Task requirements: Word for word, repeat each of the records below.

[Study material Boundary: Start]

use serde::{Deserialize, Serialize};

use crate::diff::MembershipPolicy;
use crate::error::SyncError;
use crate::grouper::{GroupingSpec, DEFAULT_DELIMITER};
use crate::reconcile::ReconcileOptions;

pub const DEFAULT_ENTITY_TYPE_COLUMN: &str = "Entity Type";
pub const DEFAULT_ENTITY_NAME_COLUMN: &str = "Entity Name";

// ---------------------------------------------------------------------------
// Top-level config
// ---------------------------------------------------------------------------

/// Everything one sync run needs besides the input rows and the directory.
///
/// Every field has a default, so an empty document is a valid config.
#[derive(Debug, Clone, PartialEq, Eq, Deserialize, Serialize)]
#[serde(default, deny_unknown_fields)]
pub struct SyncConfig {
    pub entity_type_column: String,
    pub entity_name_column: String,
    /// Ordered grouping columns. Empty means every column except the entity
    /// type and name columns, left to right.
    #[serde(alias = "group_headers")]
    pub group_columns: Vec<String>,
    pub group_delimiter: String,
    pub group_prefix: Option<String>,

    pub allow_add: bool,
    pub allow_remove: bool,
    /// Delete every listed group instead of creating / updating.
    pub delete: bool,
    #[serde(alias = "dryrun")]
    pub dry_run: bool,
    pub case_sensitive: bool,
    pub active_only: bool,
    /// Replace each group's members with every other entity of its type.
    pub complement: bool,
}

impl Default for SyncConfig {
    fn default() -> Self {
        Self {
            entity_type_column: DEFAULT_ENTITY_TYPE_COLUMN.to_string(),
            entity_name_column: DEFAULT_ENTITY_NAME_COLUMN.to_string(),
            group_columns: Vec::new(),
            group_delimiter: DEFAULT_DELIMITER.to_string(),
            group_prefix: None,
            allow_add: true,
            allow_remove: true,
            delete: false,
            dry_run: false,
            case_sensitive: true,
            active_only: false,
            complement: false,
        }
    }
}

// ---------------------------------------------------------------------------
// Parse + Validate
// ---------------------------------------------------------------------------

impl SyncConfig {
    pub fn from_toml(input: &str) -> Result<Self, SyncError> {
        let config: SyncConfig =
            toml::from_str(input).map_err(|e| SyncError::ConfigParse(e.to_string()))?;
        config.validate()?;
        Ok(config)
    }

    pub fn from_json(input: &str) -> Result<Self, SyncError> {
        let config: SyncConfig =
            serde_json::from_str(input).map_err(|e| SyncError::ConfigParse(e.to_string()))?;
        config.validate()?;
        Ok(config)
    }

    pub fn validate(&self) -> Result<(), SyncError> {
        if self.entity_type_column.trim().is_empty() {
            return Err(SyncError::ConfigValidation(
                "entity_type_column must not be empty".into(),
            ));
        }
        if self.entity_name_column.trim().is_empty() {
            return Err(SyncError::ConfigValidation(
                "entity_name_column must not be empty".into(),
            ));
        }
        if self.entity_type_column == self.entity_name_column {
            return Err(SyncError::ConfigValidation(format!(
                "entity type and entity name both use column '{}'",
                self.entity_type_column
            )));
        }

        for (i, column) in self.group_columns.iter().enumerate() {
            if column.is_empty() {
                return Err(SyncError::ConfigValidation(
                    "group_columns contains an empty column name".into(),
                ));
            }
            if self.group_columns[..i].contains(column) {
                return Err(SyncError::ConfigValidation(format!(
                    "group column '{column}' listed more than once"
                )));
            }
        }

        if self.delete && self.complement {
            return Err(SyncError::ConfigValidation(
                "complement cannot be combined with delete".into(),
            ));
        }

        Ok(())
    }

    pub fn grouping_spec(&self) -> GroupingSpec {
        GroupingSpec::new(&self.entity_type_column, &self.entity_name_column)
            .with_grouping_columns(self.group_columns.iter().cloned())
            .with_delimiter(&self.group_delimiter)
            .with_prefix(self.group_prefix.clone().unwrap_or_default())
    }

    pub fn policy(&self) -> MembershipPolicy {
        MembershipPolicy {
            allow_add: self.allow_add,
            allow_remove: self.allow_remove,
        }
    }

    pub fn reconcile_options(&self) -> ReconcileOptions {
        ReconcileOptions {
            policy: self.policy(),
            delete_mode: self.delete,
            dry_run: self.dry_run,
            active_only: self.active_only,
        }
    }
}

// ---------------------------------------------------------------------------
// Tests
// ---------------------------------------------------------------------------

#[cfg(test)]
mod tests {
    use super::*;

    #[test]
    fn empty_documents_use_defaults() {
        assert_eq!(SyncConfig::from_toml("").unwrap(), SyncConfig::default());
        assert_eq!(SyncConfig::from_json("{}").unwrap(), SyncConfig::default());
    }

    #[test]
    fn parse_toml() {
        let config = SyncConfig::from_toml(
            r#"
group_columns = ["Site", "Tier"]
group_delimiter = "-"
group_prefix = "APP"
allow_remove = false
dry_run = true
case_sensitive = false
"#,
        )
        .unwrap();
        assert_eq!(config.group_columns, vec!["Site", "Tier"]);
        assert_eq!(config.group_delimiter, "-");
        assert!(config.dry_run);
        assert_eq!(
            config.policy(),
            MembershipPolicy { allow_add: true, allow_remove: false }
        );
        assert!(!config.reconcile_options().delete_mode);
    }

    #[test]
    fn parse_json_with_legacy_keys() {
        let config =
            SyncConfig::from_json(r#"{"group_headers": ["Site"], "dryrun": true}"#).unwrap();
        assert_eq!(config.group_columns, vec!["Site"]);
        assert!(config.dry_run);
    }

    #[test]
    fn unknown_keys_rejected() {
        let err = SyncConfig::from_json(r#"{"groop_columns": []}"#).unwrap_err();
        assert!(matches!(err, SyncError::ConfigParse(_)));
    }

    #[test]
    fn validation_errors() {
        let err = SyncConfig::from_toml(r#"entity_name_column = "Entity Type""#).unwrap_err();
        assert!(matches!(err, SyncError::ConfigValidation(_)));

        let err = SyncConfig::from_toml(r#"group_columns = ["Site", "Site"]"#).unwrap_err();
        assert!(err.to_string().contains("more than once"));

        let err = SyncConfig::from_toml("delete = true\ncomplement = true").unwrap_err();
        assert!(matches!(err, SyncError::ConfigValidation(_)));
    }

    #[test]
    fn grouping_spec_carries_naming_rules() {
        let config = SyncConfig {
            group_prefix: Some("APP".into()),
            group_delimiter: "-".into(),
            ..Default::default()
        };
        let spec = config.grouping_spec();
        assert_eq!(spec.prefix, "APP");
        assert_eq!(spec.delimiter, "-");
        assert_eq!(spec.entity_type_column, DEFAULT_ENTITY_TYPE_COLUMN);
    }
}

[Study material Boundary: End]

Task response:
use serde::{Deserialize, Serialize};

use crate::diff::MembershipPolicy;
use crate::error::SyncError;
use crate::grouper::{GroupingSpec, DEFAULT_DELIMITER};
use crate::reconcile::ReconcileOptions;

pub const DEFAULT_ENTITY_TYPE_COLUMN: &str = "Entity Type";
pub const DEFAULT_ENTITY_NAME_COLUMN: &str = "Entity Name";

// ---------------------------------------------------------------------------
// Top-level config
// ---------------------------------------------------------------------------

/// Everything one sync run needs besides the input rows and the directory.
///
/// Every field has a default, so an empty document is a valid config.
#[derive(Debug, Clone, PartialEq, Eq, Deserialize, Serialize)]
#[serde(default, deny_unknown_fields)]
pub struct SyncConfig {
    pub entity_type_column: String,
    pub entity_name_column: String,
    /// Ordered grouping columns. Empty means every column except the entity
    /// type and name columns, left to right.
    #[serde(alias = "group_headers")]
    pub group_columns: Vec<String>,
    pub group_delimiter: String,
    pub group_prefix: Option<String>,

    pub allow_add: bool,
    pub allow_remove: bool,
    /// Delete every listed group instead of creating / updating.
    pub delete: bool,
    #[serde(alias = "dryrun")]
    pub dry_run: bool,
    pub case_sensitive: bool,
    pub active_only: bool,
    /// Replace each group's members with every other entity of its type.
    pub complement: bool,
}

impl Default for SyncConfig {
    fn default() -> Self {
        Self {
            entity_type_column: DEFAULT_ENTITY_TYPE_COLUMN.to_string(),
            entity_name_column: DEFAULT_ENTITY_NAME_COLUMN.to_string(),
            group_columns: Vec::new(),
            group_delimiter: DEFAULT_DELIMITER.to_string(),
            group_prefix: None,
            allow_add: true,
            allow_remove: true,
            delete: false,
            dry_run: false,
            case_sensitive: true,
            active_only: false,
            complement: false,
        }
    }
}

// ---------------------------------------------------------------------------
// Parse + Validate
// ---------------------------------------------------------------------------

impl SyncConfig {
    pub fn from_toml(input: &str) -> Result<Self, SyncError> {
        let config: SyncConfig =
            toml::from_str(input).map_err(|e| SyncError::ConfigParse(e.to_string()))?;
        config.validate()?;
        Ok(config)
    }

    pub fn from_json(input: &str) -> Result<Self, SyncError> {
        let config: SyncConfig =
            serde_json::from_str(input).map_err(|e| SyncError::ConfigParse(e.to_string()))?;
        config.validate()?;
        Ok(config)
    }

    pub fn validate(&self) -> Result<(), SyncError> {
        if self.entity_type_column.trim().is_empty() {
            return Err(SyncError::ConfigValidation(
                "entity_type_column must not be empty".into(),
            ));
        }
        if self.entity_name_column.trim().is_empty() {
            return Err(SyncError::ConfigValidation(
                "entity_name_column must not be empty".into(),
            ));
        }
        if self.entity_type_column == self.entity_name_column {
            return Err(SyncError::ConfigValidation(format!(
                "entity type and entity name both use column '{}'",
                self.entity_type_column
            )));
        }

        for (i, column) in self.group_columns.iter().enumerate() {
            if column.is_empty() {
                return Err(SyncError::ConfigValidation(
                    "group_columns contains an empty column name".into(),
                ));
            }
            if self.group_columns[..i].contains(column) {
                return Err(SyncError::ConfigValidation(format!(
                    "group column '{column}' listed more than once"
                )));
            }
        }

        if self.delete && self.complement {
            return Err(SyncError::ConfigValidation(
                "complement cannot be combined with delete".into(),
            ));
        }

        Ok(())
    }

    pub fn grouping_spec(&self) -> GroupingSpec {
        GroupingSpec::new(&self.entity_type_column, &self.entity_name_column)
            .with_grouping_columns(self.group_columns.iter().cloned())
            .with_delimiter(&self.group_delimiter)
            .with_prefix(self.group_prefix.clone().unwrap_or_default())
    }

    pub fn policy(&self) -> MembershipPolicy {
        MembershipPolicy {
            allow_add: self.allow_add,
            allow_remove: self.allow_remove,
        }
    }

    pub fn reconcile_options(&self) -> ReconcileOptions {
        ReconcileOptions {
            policy: self.policy(),
            delete_mode: self.delete,
            dry_run: self.dry_run,
            active_only: self.active_only,
        }
    }
}

// ---------------------------------------------------------------------------
// Tests
// ---------------------------------------------------------------------------

#[cfg(test)]
mod tests {
    use super::*;

    #[test]
    fn empty_documents_use_defaults() {
        assert_eq!(SyncConfig::from_toml("").unwrap(), SyncConfig::default());
        assert_eq!(SyncConfig::from_json("{}").unwrap(), SyncConfig::default());
    }

    #[test]
    fn parse_toml() {
        let config = SyncConfig::from_toml(
            r#"
group_columns = ["Site", "Tier"]
group_delimiter = "-"
group_prefix = "APP"
allow_remove = false
dry_run = true
case_sensitive = false
"#,
        )
        .unwrap();
        assert_eq!(config.group_columns, vec!["Site", "Tier"]);
        assert_eq!(config.group_delimiter, "-");
        assert!(config.dry_run);
        assert_eq!(
            config.policy(),
            MembershipPolicy { allow_add: true, allow_remove: false }
        );
        assert!(!config.reconcile_options().delete_mode);
    }

    #[test]
    fn parse_json_with_legacy_keys() {
        let config =
            SyncConfig::from_json(r#"{"group_headers": ["Site"], "dryrun": true}"#).unwrap();
        assert_eq!(config.group_columns, vec!["Site"]);
        assert!(config.dry_run);
    }

    #[test]
    fn unknown_keys_rejected() {
        let err = SyncConfig::from_json(r#"{"groop_columns": []}"#).unwrap_err();
        assert!(matches!(err, SyncError::ConfigParse(_)));
    }

    #[test]
    fn validation_errors() {
        let err = SyncConfig::from_toml(r#"entity_name_column = "Entity Type""#).unwrap_err();
        assert!(matches!(err, SyncError::ConfigValidation(_)));

        let err = SyncConfig::from_toml(r#"group_columns = ["Site", "Site"]"#).unwrap_err();
        assert!(err.to_string().contains("more than once"));

        let err = SyncConfig::from_toml("delete = true\ncomplement = true").unwrap_err();
        assert!(matches!(err, SyncError::ConfigValidation(_)));
    }

    #[test]
    fn grouping_spec_carries_naming_rules() {
        let config = SyncConfig {
            group_prefix: Some("APP".into()),
            group_delimiter: "-".into(),
            ..Default::default()
        };
        let spec = config.grouping_spec();
        assert_eq!(spec.prefix, "APP");
        assert_eq!(spec.delimiter, "-");
        assert_eq!(spec.entity_type_column, DEFAULT_ENTITY_TYPE_COLUMN);
    }
}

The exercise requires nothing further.